The government of Gen. Augusto Pinochet severely restricted the right to assembly, shut down six opposition publications and put all other media under tight censorship today in the most sweeping crackdown since the aftermath of the 1973 military coup.
Decrees and military bans issued two days after the declaration of a state of siege banned all meetings in Santiago not explicitly authorized by military authorities except for those of churches, families and entertainment facilities.
"Legally constituted" organizations, which do not include political parties, are allowed to hold private meetings only after notifying officials five days in advance.
The government also ordered Chilean media not to report "any form of expression, whatever its origin, of political character, relevance or implication." Media are also banned from reports on terrorism or "acts that directly or indirectly could provoke public alarm."
The only opposition publication not closed down, the Christian Democratic weekly Hoy, was ordered to submit all of its material to the government authorities, who can take 48 hours to review it.
If fully implemented, the official measures would abruptly reverse six years of slow political liberalization and eliminate almost all peaceful means of opposition to military rule, said political leaders and human rights lawyers.
Officials have maintained that the crackdown is needed to combat a recent wave of terrorism that has included fatal bombings of police. However, today's measures appeared designed to dismantle the broad movement of political parties and labor unions that has led protests against President Pinochet for the past 18 months.
The Democratic Alliance, the centrist opposition political front, met throughout today to consider a response to the government, including a possible national strike. Its leaders said they hoped to conclude a long-delayed "constitutional pact" unifying centrist and leftist parties on a proposal for democracy.
However, party leaders, who were technically subject to arrest for meeting today, said they may now be forced to act clandestinely in seeking to organize protests or other activity. "The crackdown has disoriented us," said a centrist Radical Party leader. "We are going to have to relearn how to operate."
The first public demonstration against the government crackdown came today at the University of Chile's Engineering Faculty, where students gathered to protest the arrest of the faculty's student president and battled police who arrived at the scene. Church sources said at least 35 protesters were arrested and one student was shot in the head with buckshot.
In selective raids on political offices and homes, secret police arrested at least 49 political and labor activists in Santiago and the southern city of Temuco by late today, according to human rights organizations. However, lawyers for the groups said authorities had refused to acknowledge any detentions.
In a midday press conference reported only by foreign media, Democratic Alliance President Ricardo Lagos described the government's shift of policy as "an intention to take the situation back to September 11, 1973," the day of the military's coup against socialist president Salvador Allende.
"The Pinochet government thinks it can resolve its crisis with repression," said Lagos. Pinochet "is involving the armed forces in an extraordinarily dangerous course. Force will not impede discontent, nor will it solve the real and profound problems of Chilean society."

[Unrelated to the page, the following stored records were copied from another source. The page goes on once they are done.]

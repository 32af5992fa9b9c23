// ABOUTME: Host device mapped into a container.
// ABOUTME: Serialized with PathOnHost, PathInContainer, and CgroupPermissions keys.

use serde::{Deserialize, Serialize};

#[derive(Debug, Clone, PartialEq, Eq, Hash, Default, Serialize, Deserialize)]
pub struct Device {
    #[serde(rename = "PathOnHost", default, skip_serializing_if = "Option::is_none")]
    path_on_host: Option<String>,

    #[serde(
        rename = "PathInContainer",
        default,
        skip_serializing_if = "Option::is_none"
    )]
    path_in_container: Option<String>,

    #[serde(
        rename = "CgroupPermissions",
        default,
        skip_serializing_if = "Option::is_none"
    )]
    cgroup_permissions: Option<String>,
}

impl Device {
    /// `cgroup_permissions` is a subset of "rwm", e.g. "rwm" or "r".
    pub fn new(
        path_on_host: impl Into<String>,
        path_in_container: impl Into<String>,
        cgroup_permissions: impl Into<String>,
    ) -> Self {
        Self {
            path_on_host: Some(path_on_host.into()),
            path_in_container: Some(path_in_container.into()),
            cgroup_permissions: Some(cgroup_permissions.into()),
        }
    }

    pub fn path_on_host(&self) -> Option<&str> {
        self.path_on_host.as_deref()
    }

    pub fn path_in_container(&self) -> Option<&str> {
        self.path_in_container.as_deref()
    }

    pub fn cgroup_permissions(&self) -> Option<&str> {
        self.cgroup_permissions.as_deref()
    }
}

impl std::fmt::Display for Device {
    fn fmt(&self, f: &mut std::fmt::Formatter<'_>) -> std::fmt::Result {
        write!(
            f,
            "{}:{}:{}",
            self.path_on_host.as_deref().unwrap_or(""),
            self.path_in_container.as_deref().unwrap_or(""),
            self.cgroup_permissions.as_deref().unwrap_or("")
        )
    }
}
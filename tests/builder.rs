// ABOUTME: Integration tests for HostConfigBuilder setter semantics.
// ABOUTME: Covers list dedup, empty-input no-ops, append, scalar clearing, and port maps.

use hostconfig::types::{Device, PortBinding};
use hostconfig::{Bind, HostConfig, LxcConfParameter};
use std::collections::{BTreeMap, HashMap};

mod list_setters {
    use super::*;

    #[test]
    fn binds_drop_later_duplicates_in_order() {
        let config = HostConfig::builder()
            .binds(["/a:/a", "/b:/b", "/a:/a", "/c:/c", "/b:/b"])
            .build();
        assert_eq!(config.binds().unwrap(), ["/a:/a", "/b:/b", "/c:/c"]);
    }

    #[test]
    fn every_string_list_is_deduplicated() {
        let dup = ["x", "y", "x"];
        let config = HostConfig::builder()
            .links(dup)
            .dns(dup)
            .dns_search(dup)
            .extra_hosts(dup)
            .volumes_from(dup)
            .cap_add(dup)
            .cap_drop(dup)
            .security_opt(dup)
            .build();

        let expected = ["x", "y"];
        assert_eq!(config.links().unwrap(), expected);
        assert_eq!(config.dns().unwrap(), expected);
        assert_eq!(config.dns_search().unwrap(), expected);
        assert_eq!(config.extra_hosts().unwrap(), expected);
        assert_eq!(config.volumes_from().unwrap(), expected);
        assert_eq!(config.cap_add().unwrap(), expected);
        assert_eq!(config.cap_drop().unwrap(), expected);
        assert_eq!(config.security_opt().unwrap(), expected);
    }

    #[test]
    fn structured_lists_are_deduplicated_by_value() {
        let fuse = Device::new("/dev/fuse", "/dev/fuse", "rwm");
        let kvm = Device::new("/dev/kvm", "/dev/kvm", "rw");
        let param = LxcConfParameter::new("lxc.aa_profile", "unconfined");

        let config = HostConfig::builder()
            .devices(vec![fuse.clone(), kvm.clone(), fuse.clone()])
            .lxc_conf(vec![param.clone(), param.clone()])
            .build();

        assert_eq!(config.devices().unwrap(), [fuse, kvm]);
        assert_eq!(config.lxc_conf().unwrap(), [param]);
    }

    #[test]
    fn replace_overwrites_previous_list() {
        let config = HostConfig::builder()
            .dns(["8.8.8.8"])
            .dns(["1.1.1.1", "9.9.9.9"])
            .build();
        assert_eq!(config.dns().unwrap(), ["1.1.1.1", "9.9.9.9"]);
    }

    #[test]
    fn empty_input_leaves_list_untouched() {
        let config = HostConfig::builder()
            .cap_add(["NET_ADMIN"])
            .cap_add(Vec::<String>::new())
            .build();
        assert_eq!(config.cap_add().unwrap(), ["NET_ADMIN"]);
    }

    #[test]
    fn empty_input_on_unset_list_stays_absent() {
        let config = HostConfig::builder().links(Vec::<&str>::new()).build();
        assert!(config.links().is_none());
    }

    #[test]
    fn binds_accept_bind_values() {
        let config = HostConfig::builder()
            .binds([
                Bind::from("/srv").to("/data").build(),
                Bind::to("/cache").from("cache-vol").read_only(true).build(),
            ])
            .build();
        assert_eq!(config.binds().unwrap(), ["/srv:/data", "cache-vol:/cache:ro"]);
    }
}

mod append_binds {
    use super::*;

    #[test]
    fn append_extends_existing_binds() {
        let config = HostConfig::builder()
            .binds(["/a:/a"])
            .append_binds(["/b:/b"])
            .build();
        assert_eq!(config.binds().unwrap(), ["/a:/a", "/b:/b"]);
    }

    #[test]
    fn append_removes_duplicates_across_old_and_new() {
        let config = HostConfig::builder()
            .binds(["/a:/a", "/b:/b"])
            .append_binds(["/b:/b", "/c:/c", "/a:/a", "/c:/c"])
            .build();
        assert_eq!(config.binds().unwrap(), ["/a:/a", "/b:/b", "/c:/c"]);
    }

    #[test]
    fn append_on_unset_binds_starts_a_list() {
        let config = HostConfig::builder().append_binds(["/a:/a"]).build();
        assert_eq!(config.binds().unwrap(), ["/a:/a"]);
    }

    #[test]
    fn append_accepts_bind_values() {
        let config = HostConfig::builder()
            .append_binds(["/a:/a"])
            .append_binds([Bind::from("/b").to("/b").build()])
            .build();
        assert_eq!(config.binds().unwrap(), ["/a:/a", "/b:/b"]);
    }

    #[test]
    fn binds_after_append_replace_everything() {
        let config = HostConfig::builder()
            .append_binds(["/a:/a", "/b:/b"])
            .binds(["/z:/z"])
            .build();
        assert_eq!(config.binds().unwrap(), ["/z:/z"]);
    }
}

mod scalar_setters {
    use super::*;

    #[test]
    fn none_clears_previous_value() {
        let config = HostConfig::builder()
            .memory(512)
            .memory(None)
            .network_mode("host".to_string())
            .network_mode(None)
            .privileged(true)
            .privileged(None)
            .build();
        assert_eq!(config.memory(), None);
        assert_eq!(config.network_mode(), None);
        assert_eq!(config.privileged(), None);
    }

    #[test]
    fn scalar_clear_differs_from_list_no_op() {
        let base = HostConfig::builder()
            .cpu_quota(50_000)
            .dns(["10.0.0.2"])
            .build();

        let rebuilt = base
            .to_builder()
            .cpu_quota(None)
            .dns(Vec::<String>::new())
            .build();

        assert_eq!(rebuilt.cpu_quota(), None);
        assert_eq!(rebuilt.dns().unwrap(), ["10.0.0.2"]);
    }

    #[test]
    fn falsy_values_are_kept_distinct_from_unset() {
        let config = HostConfig::builder()
            .privileged(false)
            .memory(0)
            .cgroup_parent(String::new())
            .build();
        assert_eq!(config.privileged(), Some(false));
        assert_eq!(config.memory(), Some(0));
        assert_eq!(config.cgroup_parent(), Some(""));
        assert_eq!(config.publish_all_ports(), None);
    }

    #[test]
    fn inconsistent_limits_are_not_rejected() {
        let config = HostConfig::builder()
            .memory(1024 * 1024 * 1024)
            .memory_swap(1024)
            .cpu_quota(-5)
            .cpuset_cpus("not-a-cpu-list".to_string())
            .build();
        assert_eq!(config.memory_swap(), Some(1024));
        assert_eq!(config.cpu_quota(), Some(-5));
        assert_eq!(config.cpuset_cpus(), Some("not-a-cpu-list"));
    }
}

mod port_bindings {
    use super::*;

    #[test]
    fn accepts_any_map_shape() {
        let mut ports = HashMap::new();
        ports.insert("80/tcp", vec![PortBinding::of("0.0.0.0", "8080")]);

        let config = HostConfig::builder().port_bindings(ports).build();
        let bindings = config.port_bindings().unwrap();
        assert_eq!(bindings.len(), 1);
        assert_eq!(
            bindings["80/tcp"],
            vec![PortBinding::of("0.0.0.0", "8080")]
        );
    }

    #[test]
    fn empty_map_leaves_bindings_untouched() {
        let config = HostConfig::builder()
            .port_bindings([("53/udp", vec![PortBinding::random_port("0.0.0.0")])])
            .port_bindings(BTreeMap::<String, Vec<PortBinding>>::new())
            .build();
        assert!(config.port_bindings().unwrap().contains_key("53/udp"));
    }

    #[test]
    fn new_map_replaces_old_one() {
        let config = HostConfig::builder()
            .port_bindings([("53/udp", vec![PortBinding::random_port("0.0.0.0")])])
            .port_bindings([("443/tcp", vec![PortBinding::of("127.0.0.1", "8443")])])
            .build();
        let bindings = config.port_bindings().unwrap();
        assert!(!bindings.contains_key("53/udp"));
        assert!(bindings.contains_key("443/tcp"));
    }

    #[test]
    fn caller_map_is_copied() {
        let mut ports = BTreeMap::new();
        ports.insert("80/tcp".to_string(), vec![PortBinding::of("0.0.0.0", "80")]);

        let config = HostConfig::builder().port_bindings(ports.clone()).build();
        ports.insert("81/tcp".to_string(), vec![]);

        assert_eq!(config.port_bindings().unwrap().len(), 1);
    }
}
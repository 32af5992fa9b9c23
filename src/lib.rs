// ABOUTME: Library root for hostconfig - the host-level container configuration model.
// ABOUTME: The command-line front end is in main.rs.

pub mod codec;
pub mod error;
pub mod host_config;
pub mod types;

pub use host_config::{
    Bind, BindBuilder, BindFrom, BindTo, HostConfig, HostConfigBuilder, LxcConfParameter,
    PortBindings, RawRestartPolicy, RestartPolicy,
};
// ABOUTME: Application-wide error types for hostconfig.
// ABOUTME: Uses thiserror; only the codec and file loading can fail.

use std::path::PathBuf;
use thiserror::Error;

#[derive(Debug, Error)]
pub enum Error {
    #[error("host config file not found in {0}")]
    ConfigNotFound(PathBuf),

    #[error("unsupported host config file extension: {0}")]
    UnsupportedFormat(PathBuf),

    #[error("I/O error: {0}")]
    Io(#[from] std::io::Error),

    #[error("JSON error: {0}")]
    Json(#[from] serde_json::Error),

    #[error("YAML error: {0}")]
    Yaml(#[from] serde_yaml::Error),
}

pub type Result<T> = std::result::Result<T, Error>;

In contrast, Interior Minister Sergio Onofre Jarpa maintained today that "there has not been a retreat in the transition to democracy. What there has been is an obstacle that blocks the advance," which he defined as an attempt by "terrorists" to "impose a totalitarian dictatorship."
The government actions, Jarpa added, "don't have the objective of persecuting anyone." Pinochet, he said, "is taking measures through the state of siege to prevent subversives from succeeding in transforming the life of the country."
Jarpa's continued role in the government after the reversal of his dramatic resignation Monday has been seized on by Chile's traditional political right as an assurance that Pinochet has not abandoned his commitment to a transition to limited democracy in 1989.
In a series of public statements before today's media blackout, jittery conservative leaders stressed that the political liberalization led by Jarpa since August 1983 must continue. The right-wing daily El Mercurio said editorially that government repression should be carried out "without restricting the legitimate areas of liberty that the transition has been sanctioning."